Scientific classification
- Kingdom: Animalia
- Phylum: Chordata
- Class: Aves
- Order: Piciformes
- Family: Picidae
- Genus: Pardipicus
- Species: P. nivosus
- Binomial name: Pardipicus nivosus (Swainson, 1837)

= Buff-spotted woodpecker =

- Authority: (Swainson, 1837)
- Conservation status: LC

Species of bird

The buff-spotted woodpecker (Pardipicus nivosus) is a species of bird in the family Picidae. It is native to large parts of tropical central Africa. It has an extremely wide range and is an uncommon species, and the International Union for Conservation of Nature has rated its conservation status as being of "least concern".

==Description==
The buff-spotted woodpecker is a small species growing to a length of about 15 cm. The male has a dark olive or blackish crown and a bright red nape, with the other parts of the head whitish or buff streaked with olive. The female lacks the red nape. Both sexes have plain green upper parts, and yellowish-olive or dark olive underparts, spotted or barred with buff. The beak is curved and rather short.
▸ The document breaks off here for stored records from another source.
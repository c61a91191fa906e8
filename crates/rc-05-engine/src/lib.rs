//! # Engine
//!
//! Ties the subsystems into a running node: a clock drives rounds, a
//! broadcast port carries blocks and writes between peers, the sequencer
//! buffers out-of-order arrivals, and the chain and mempool hold the
//! replicated state.
//!
//! ## Structure
//!
//! - `domain`: the `Message` wire envelope
//! - `ports`: `Clock` and `Broadcast` contracts
//! - `adapters`: wall-clock and scripted clocks, in-process broadcast hub
//! - `service`: the engine lifecycle

pub mod adapters;
pub mod domain;
pub mod errors;
pub mod ports;
pub mod service;

pub use adapters::clock::{RoundClock, ScriptedClock};
pub use adapters::memory_hub::{MemoryBroadcast, MemoryHub};
pub use domain::message::Message;
pub use errors::EngineError;
pub use ports::broadcast::Broadcast;
pub use ports::clock::Clock;
pub use service::engine::Engine;
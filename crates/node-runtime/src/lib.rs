//! # Rondo-Chain Node Runtime
//!
//! The executable node: loads configuration, builds the genesis block,
//! and wires the chain, mempool, clock, and TCP gossip into the engine.
//!
//! ## Modular Structure
//!
//! - `config` - Node configuration loaded from JSON
//! - `genesis` - Deterministic genesis construction from deposits
//! - `adapters` - The TCP implementation of the broadcast port

pub mod adapters;
pub mod config;
pub mod genesis;

use crate::adapters::TcpBroadcast;
use crate::config::NodeConfig;
use anyhow::Result;
use rc_02_chain::{Chain, MemoryStore};
use rc_03_mempool::WritePool;
use rc_05_engine::{Engine, EngineError, RoundClock};
use std::sync::Arc;
use std::time::Duration;
use tracing::info;

/// A fully wired node.
pub struct NodeRuntime {
    engine: Engine<RoundClock, TcpBroadcast>,
}

impl NodeRuntime {
    /// Build every subsystem from `config` and start the engine.
    pub async fn start(config: NodeConfig) -> Result<Self> {
        let identity = config.identity()?;
        info!("[node] identity {}", hex::encode(identity.pk().0));

        let genesis = genesis::build(&config.genesis)?;
        info!("[node] genesis {}", genesis.id());

        let chain = Arc::new(Chain::new(
            Arc::new(MemoryStore::new()),
            genesis,
            config.consensus.weight_points,
        )?);
        let pool = Arc::new(WritePool::new());
        let clock = Arc::new(RoundClock::new(Duration::from_millis(
            config.consensus.round_duration_ms,
        )));
        let broadcast = Arc::new(
            TcpBroadcast::start(
                &config.network.bind,
                &config.network.peers,
                config.network.max_incoming_conn,
                config.network.max_message_buf,
            )
            .await?,
        );

        let engine = Engine::start(
            identity,
            chain,
            pool,
            clock,
            broadcast,
            config.consensus.write_budget,
        );
        Ok(Self { engine })
    }

    pub fn engine(&self) -> &Engine<RoundClock, TcpBroadcast> {
        &self.engine
    }

    /// Stop the engine loops within `deadline`.
    pub async fn shutdown(&self, deadline: Duration) -> Result<(), EngineError> {
        info!("[node] shutting down");
        self.engine.shutdown(deadline).await
    }
}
==Distribution and habitat==
The buff-spotted woodpecker is native to the African tropical rainforest. Its typical habitat is primary and secondary tropical forest at altitudes of up to about 1800 m, but most common at altitudes less than 950 m.

==Ecology==
The buff-spotted woodpecker feeds largely on black ants (Crematogaster) and termites which it finds on trees. It is an inconspicuous, silent bird, often foraging singly or in pairs in the understorey layers of the forest, or it may form part of small groups of mixed species.

==Status==
The buff-spotted woodpecker has an extremely wide range and is a common species in some localities, though less so in others. No particular threats have been recognised and the population is presumed to be steady. The International Union for Conservation of Nature has rated its conservation status as being of "least concern".